Previous studies reported CD48 was involved in the regulation of CD8+ T cells and NK cells for chronic hepatitis B and hepatocellular carcinoma respectively [14, 15]. In our study, hepatic CD48 expression in AIH was upregulated on immune cells surrounding the portal tract; its expression manifested significant associations with histological inflammation and fibrosis. Moreover, CD48 decreased after immunosuppressive treatment. Such observations suggested the possibility of CD48 as a novel therapeutic target for AIH, as reported in multiple sclerosis [32]. We have demonstrated that CD8+ tissue-resident memory T (TRM) cells were possibly significant contributors to the pathogenesis and persistence of AIH [27]. Additionally, our preliminary results (not published) found that CD244, the receptor for CD48, was upregulated in CD8+ TRM cells. Thus, we postulated that the enriched hepatic CD48 expression on immune cells (especially on antigen presentation cells) might exert a regulatory role in the pathogenic function of CD8+ TRM cells via CD244, like the reported regulation of NK cells by monocytes in hepatocellular carcinoma [14]. This ongoing work in our laboratory might provide further mechanistic evidence for the possible utility of CD48 as a novel therapeutic target for AIH.
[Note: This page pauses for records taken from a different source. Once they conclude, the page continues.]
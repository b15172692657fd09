//! # Stack Instructions
//!
//! Every stack slot is a word in SS. PUSH pre-decrements SP by two; POP post-increments.

use crate::addressing::Operands;
use crate::micro16::opcodes::Op;
use crate::micro16::{Micro16, Micro16Flags, BP, SS};
use crate::{ExecutionError, MemoryBus};

pub(super) fn execute<M: MemoryBus>(
    cpu: &mut Micro16<M>,
    op: Op,
    operands: Operands,
) -> Result<(), ExecutionError> {
    match (op, operands) {
        (Op::Push, Operands::Register(reg)) => cpu.push(cpu.r[reg as usize])?,
        (Op::Pop, Operands::Register(reg)) => cpu.r[reg as usize] = cpu.pop()?,
        (Op::PushSeg, Operands::Segment(seg)) => cpu.push(cpu.seg[seg as usize])?,
        (Op::PopSeg, Operands::Segment(seg)) => cpu.seg[seg as usize] = cpu.pop()?,
        (Op::Pusha, _) => {
            for i in 0..8 {
                cpu.push(cpu.r[i])?;
            }
        }
        (Op::Popa, _) => {
            for i in (0..8).rev() {
                cpu.r[i] = cpu.pop()?;
            }
        }
        (Op::Pushf, _) => cpu.push(cpu.flags.bits())?,
        (Op::Popf, _) => cpu.flags = Micro16Flags::from_bits_retain(cpu.pop()?),
        (Op::Enter, Operands::Frame { size, level }) => enter(cpu, size, level)?,
        (Op::Leave, _) => {
            cpu.sp = cpu.r[BP as usize];
            cpu.r[BP as usize] = cpu.pop()?;
        }
        (Op::AddSp, Operands::Immediate(n)) => cpu.sp = cpu.sp.wrapping_add(n),
        (Op::SubSp, Operands::Immediate(n)) => cpu.sp = cpu.sp.wrapping_sub(n),
        (op, operands) => unreachable!("invalid operands for {:?}: {:?}", op, operands),
    }
    Ok(())
}

/// Builds a stack frame of `size` bytes, copying `level - 1` outer frame pointers.
fn enter<M: MemoryBus>(cpu: &mut Micro16<M>, size: u16, level: u8) -> Result<(), ExecutionError> {
    let bp = BP as usize;
    cpu.push(cpu.r[bp])?;
    let frame = cpu.sp;

    if level > 0 {
        for _ in 1..level {
            cpu.r[bp] = cpu.r[bp].wrapping_sub(2);
            let outer = cpu.read_word(SS, cpu.r[bp])?;
            cpu.push(outer)?;
        }
        cpu.push(frame)?;
    }

    cpu.r[bp] = frame;
    cpu.sp = cpu.sp.wrapping_sub(size);
    Ok(())
}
Noteworthy, the association between hepatic CD48 expression and sCD48 level, and the association between Δ serum CD48 level and Δ degree of hepatic CD48 expression of the paired biopsies indicated that sCD48 potentially originated from the inflammatory liver in AIH, consistent with the theory that soluble CD48 was generated from the cleavage of membrane CD48 [16]. It should be noted that the role of either CD48 or sCD48 has also been reported in other immune-related diseases [13, 17,18,19]. Thus, despite the observation that sCD48 levels in AIH were significantly higher than those in PBC and NAFLD patients, and concurrent autoimmune/allergic diseases had no significant impact on sCD48 levels in AIH (Supporting Fig. S1C), our results could not reach the conclusion that sCD48 was of specific value for AIH. Though the reported concentration of sCD48 detected in asthma (962–3835 pg/mL, n = 281) [18] and Sjogren’s syndrome (about 750–5250 pg/mL, n = 58) [19] were seemingly lower than AIH patients in our cohorts (2.19–41.10 ng/mL for naïve patients (n = 221) and 2.83–16.67 ng/mL for patients as re-evaluation biopsy (n = 114)), the direct comparison was obviously affected by the different detection procedures and sample quality as well as limited subjects. Therefore, the specificity and value of sCD48 for AIH needed to be further investigated in multicenter cohorts of large scale, including subjects of other immune-related diseases without AIH.

In summary, with cohorts of AIH patients at different treatment stages, we demonstrated the possible value of sCD48 and sCD48 based models for pretreatment and after treatment histological assessment, as well as disease activity monitoring during treatment.